The Doors of Perception, written by Aldous Huxley in 1954 was the first essay of its kind to deal with not only the physical effects of mescaline but also attempted to rationalize the fundamental needs satisfied by the drug by its takers. Mescaline is the active chemical in peyote, a wild cactus that grows in the American Southwest and Northern Mexico. Huxley volunteered to boldly go where few Americans other than chemists, native Americans, and researchers dared to go by ingesting synthesized mescaline in a controlled experiment to measure it's psychological effects. The idea was that since Huxley was an accomplished writer he would be well suited to catalog the effects of the drug in a way few researchers would have. The story of Huxley's journey to the center of his mind is well told and is highlighted by rational and logical observations on the nature of madness, perception and the very human need for such occasional hallucinogenic departures from reality.

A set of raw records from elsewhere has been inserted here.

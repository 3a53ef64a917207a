use axum::http::StatusCode;
use axum::response::{IntoResponse, Json, Response};
use serde_json::{json, Value};
use std::fmt::{Debug, Display};
use tokio::sync::OnceCell;

use crate::rate_limit::RateLimitHeaders;

/// Controls whether to include raw upstream request/response details in error
/// output.
///
/// When true:
/// - Raw upstream details are logged for extraction errors
/// - Raw details are included in error response bodies
///
/// WARNING: Setting this to true will expose potentially sensitive
/// request/response data in logs and error responses. Use with caution.
static DEBUG: OnceCell<bool> = OnceCell::const_new();

pub fn set_debug(debug: bool) -> Result<(), Error> {
    DEBUG.set(debug).map_err(|_| {
        Error::new(ErrorDetails::Config {
            message: "Failed to set debug mode".to_string(),
        })
    })
}

/// Chooses between a `Debug` or `Display` representation based on the gateway-level `DEBUG` flag.
pub struct DisplayOrDebugGateway<T: Debug + Display> {
    val: T,
}

impl<T: Debug + Display> DisplayOrDebugGateway<T> {
    pub fn new(val: T) -> Self {
        Self { val }
    }
}

impl<T: Debug + Display> Display for DisplayOrDebugGateway<T> {
    fn fmt(&self, f: &mut std::fmt::Formatter<'_>) -> std::fmt::Result {
        if *DEBUG.get().unwrap_or(&false) {
            write!(f, "{:?}", self.val)
        } else {
            write!(f, "{}", self.val)
        }
    }
}

#[derive(Debug, PartialEq)]
// As long as the struct member is private, we force people to use the `new` method and log the error.
// We box `ErrorDetails` per the `clippy::result_large_err` lint
pub struct Error(Box<ErrorDetails>);

impl Error {
    pub fn new(details: ErrorDetails) -> Self {
        details.log();
        Error(Box::new(details))
    }

    pub fn new_without_logging(details: ErrorDetails) -> Self {
        Error(Box::new(details))
    }

    pub fn status_code(&self) -> StatusCode {
        self.0.status_code()
    }

    pub fn kind(&self) -> &'static str {
        self.0.kind()
    }

    pub fn get_details(&self) -> &ErrorDetails {
        &self.0
    }

    pub fn get_owned_details(self) -> ErrorDetails {
        *self.0
    }

    pub fn log(&self) {
        self.0.log();
    }

    /// Builds the JSON body sent to clients for this error.
    pub fn to_response_json(&self) -> Value {
        json!({
            "error": self.kind(),
            "detail": self.to_string(),
        })
    }
}

impl std::fmt::Display for Error {
    fn fmt(&self, f: &mut std::fmt::Formatter<'_>) -> std::fmt::Result {
        std::fmt::Display::fmt(&self.0, f)
    }
}

impl std::error::Error for Error {}

impl From<ErrorDetails> for Error {
    fn from(details: ErrorDetails) -> Self {
        Error::new(details)
    }
}

#[derive(Debug, PartialEq)]
pub enum ErrorDetails {
    AccountBlocked {
        reason: Option<String>,
    },
    AccountInactive {
        status: String,
    },
    ApiKeyInvalidFormat,
    ApiKeyMissing,
    ApiKeyNotFound,
    AppState {
        message: String,
    },
    Cache {
        message: String,
    },
    Config {
        message: String,
    },
    FeatureNotEntitled {
        feature: String,
        message: String,
    },
    InternalError {
        message: String,
    },
    InvalidUrl {
        message: String,
    },
    JsonRequest {
        message: String,
    },
    Observability {
        message: String,
    },
    QuotaExceeded {
        limit: u64,
    },
    RateLimitExceeded {
        headers: RateLimitHeaders,
    },
    RouteNotFound {
        path: String,
        method: String,
    },
    Serialization {
        message: String,
    },
    StoreUnavailable {
        message: String,
    },
    SubscriptionExpired,
    UsageAppend {
        message: String,
    },
}

impl ErrorDetails {
    /// Defines the error level for logging this error
    fn level(&self) -> tracing::Level {
        match self {
            ErrorDetails::AccountBlocked { .. } => tracing::Level::WARN,
            ErrorDetails::AccountInactive { .. } => tracing::Level::WARN,
            ErrorDetails::ApiKeyInvalidFormat => tracing::Level::WARN,
            ErrorDetails::ApiKeyMissing => tracing::Level::WARN,
            ErrorDetails::ApiKeyNotFound => tracing::Level::WARN,
            ErrorDetails::AppState { .. } => tracing::Level::ERROR,
            ErrorDetails::Cache { .. } => tracing::Level::WARN,
            ErrorDetails::Config { .. } => tracing::Level::ERROR,
            ErrorDetails::FeatureNotEntitled { .. } => tracing::Level::WARN,
            ErrorDetails::InternalError { .. } => tracing::Level::ERROR,
            ErrorDetails::InvalidUrl { .. } => tracing::Level::INFO,
            ErrorDetails::JsonRequest { .. } => tracing::Level::INFO,
            ErrorDetails::Observability { .. } => tracing::Level::ERROR,
            ErrorDetails::QuotaExceeded { .. } => tracing::Level::WARN,
            ErrorDetails::RateLimitExceeded { .. } => tracing::Level::WARN,
            ErrorDetails::RouteNotFound { .. } => tracing::Level::DEBUG,
            ErrorDetails::Serialization { .. } => tracing::Level::ERROR,
            ErrorDetails::StoreUnavailable { .. } => tracing::Level::WARN,
            ErrorDetails::SubscriptionExpired => tracing::Level::WARN,
            ErrorDetails::UsageAppend { .. } => tracing::Level::WARN,
        }
    }

    /// Defines the HTTP status code for responses involving this error
    fn status_code(&self) -> StatusCode {
        match self {
            ErrorDetails::AccountBlocked { .. } => StatusCode::UNAUTHORIZED,
            ErrorDetails::AccountInactive { .. } => StatusCode::UNAUTHORIZED,
            ErrorDetails::ApiKeyInvalidFormat => StatusCode::UNAUTHORIZED,
            ErrorDetails::ApiKeyMissing => StatusCode::UNAUTHORIZED,
            ErrorDetails::ApiKeyNotFound => StatusCode::UNAUTHORIZED,
            ErrorDetails::AppState { .. } => StatusCode::INTERNAL_SERVER_ERROR,
            ErrorDetails::Cache { .. } => StatusCode::INTERNAL_SERVER_ERROR,
            ErrorDetails::Config { .. } => StatusCode::INTERNAL_SERVER_ERROR,
            ErrorDetails::FeatureNotEntitled { .. } => StatusCode::FORBIDDEN,
            ErrorDetails::InternalError { .. } => StatusCode::INTERNAL_SERVER_ERROR,
            ErrorDetails::InvalidUrl { .. } => StatusCode::UNPROCESSABLE_ENTITY,
            ErrorDetails::JsonRequest { .. } => StatusCode::UNPROCESSABLE_ENTITY,
            ErrorDetails::Observability { .. } => StatusCode::INTERNAL_SERVER_ERROR,
            ErrorDetails::QuotaExceeded { .. } => StatusCode::TOO_MANY_REQUESTS,
            ErrorDetails::RateLimitExceeded { .. } => StatusCode::TOO_MANY_REQUESTS,
            ErrorDetails::RouteNotFound { .. } => StatusCode::NOT_FOUND,
            ErrorDetails::Serialization { .. } => StatusCode::INTERNAL_SERVER_ERROR,
            ErrorDetails::StoreUnavailable { .. } => StatusCode::SERVICE_UNAVAILABLE,
            ErrorDetails::SubscriptionExpired => StatusCode::UNAUTHORIZED,
            ErrorDetails::UsageAppend { .. } => StatusCode::INTERNAL_SERVER_ERROR,
        }
    }

    /// Stable machine-readable name for the `error` field of response bodies
    /// and usage records.
    pub fn kind(&self) -> &'static str {
        match self {
            ErrorDetails::AccountBlocked { .. } => "account_blocked",
            ErrorDetails::AccountInactive { .. } => "account_inactive",
            ErrorDetails::ApiKeyInvalidFormat => "api_key_invalid_format",
            ErrorDetails::ApiKeyMissing => "api_key_missing",
            ErrorDetails::ApiKeyNotFound => "api_key_not_found",
            ErrorDetails::AppState { .. } => "app_state",
            ErrorDetails::Cache { .. } => "cache",
            ErrorDetails::Config { .. } => "config",
            ErrorDetails::FeatureNotEntitled { .. } => "feature_not_entitled",
            ErrorDetails::InternalError { .. } => "internal_error",
            ErrorDetails::InvalidUrl { .. } => "invalid_url",
            ErrorDetails::JsonRequest { .. } => "json_request",
            ErrorDetails::Observability { .. } => "observability",
            ErrorDetails::QuotaExceeded { .. } => "quota_exceeded",
            ErrorDetails::RateLimitExceeded { .. } => "rate_limit_exceeded",
            ErrorDetails::RouteNotFound { .. } => "route_not_found",
            ErrorDetails::Serialization { .. } => "serialization",
            ErrorDetails::StoreUnavailable { .. } => "store_unavailable",
            ErrorDetails::SubscriptionExpired => "subscription_expired",
            ErrorDetails::UsageAppend { .. } => "usage_append",
        }
    }

    /// Log the error using the `tracing` library
    pub fn log(&self) {
        match self.level() {
            tracing::Level::ERROR => tracing::error!("{self}"),
            tracing::Level::WARN => tracing::warn!("{self}"),
            tracing::Level::INFO => tracing::info!("{self}"),
            tracing::Level::DEBUG => tracing::debug!("{self}"),
            tracing::Level::TRACE => tracing::trace!("{self}"),
        }
    }
}

impl std::fmt::Display for ErrorDetails {
    fn fmt(&self, f: &mut std::fmt::Formatter<'_>) -> std::fmt::Result {
        match self {
            ErrorDetails::AccountBlocked { reason } => {
                write!(
                    f,
                    "Account blocked: {}",
                    reason.as_deref().unwrap_or("Contact support")
                )
            }
            ErrorDetails::AccountInactive { status } => {
                write!(f, "Account is {status}")
            }
            ErrorDetails::ApiKeyInvalidFormat => {
                write!(f, "Invalid API key format")
            }
            ErrorDetails::ApiKeyMissing => {
                write!(f, "Invalid API Key. Please check your credentials.")
            }
            ErrorDetails::ApiKeyNotFound => {
                write!(f, "Invalid API key")
            }
            ErrorDetails::AppState { message } => {
                write!(f, "Error initializing AppState: {message}")
            }
            ErrorDetails::Cache { message } => {
                write!(f, "Cache error: {message}")
            }
            ErrorDetails::Config { message } => {
                write!(f, "Config error: {message}")
            }
            ErrorDetails::FeatureNotEntitled { message, .. } => {
                write!(f, "{message}")
            }
            ErrorDetails::InternalError { message } => {
                write!(f, "Internal error: {message}")
            }
            ErrorDetails::InvalidUrl { message } => {
                write!(f, "{message}")
            }
            ErrorDetails::JsonRequest { message } => {
                write!(f, "Error parsing request body: {message}")
            }
            ErrorDetails::Observability { message } => {
                write!(f, "Observability error: {message}")
            }
            ErrorDetails::QuotaExceeded { .. } => {
                write!(f, "Monthly quota exceeded. Please upgrade your plan.")
            }
            ErrorDetails::RateLimitExceeded { .. } => {
                write!(f, "Rate limit exceeded. Please try again later.")
            }
            ErrorDetails::RouteNotFound { path, method } => {
                write!(f, "Route not found: `{method} {path}`")
            }
            ErrorDetails::Serialization { message } => {
                write!(f, "Error serializing or deserializing: {message}")
            }
            ErrorDetails::StoreUnavailable { message } => {
                write!(f, "Shared store unavailable: {message}")
            }
            ErrorDetails::SubscriptionExpired => {
                write!(f, "Subscription expired")
            }
            ErrorDetails::UsageAppend { message } => {
                write!(f, "Error appending usage record: {message}")
            }
        }
    }
}

impl IntoResponse for Error {
    /// Log the error and convert it into an Axum response
    fn into_response(self) -> Response {
        let body = self.to_response_json();
        let mut response = (self.status_code(), Json(body)).into_response();
        // Rate-limit rejections carry their window headers onto the wire
        if let ErrorDetails::RateLimitExceeded { headers } = self.get_details() {
            response.headers_mut().extend(headers.to_header_map());
        }
        response
    }
}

Huxley's expected hallucination included lying with his eyes shut, visioning many colored geometric shapes, animated architectures, rich with gems, and landscapes with heroic figures of symbolic dramas. This was realized quickly by Huxley as an absurd expectation. When being asked about spatial relationships, he states this as a difficult question to answer. Yes, the room did not appear to have 90 degree angles, but the perception of shapes seemed to him as really unimportant facts. He realized his mind was not perceiving the world in terms of spatial categories, as we are taught to perceive the world. When asked about time Huxley replied " there seems to be plenty of it". Time had lost any real meaning and he was not co...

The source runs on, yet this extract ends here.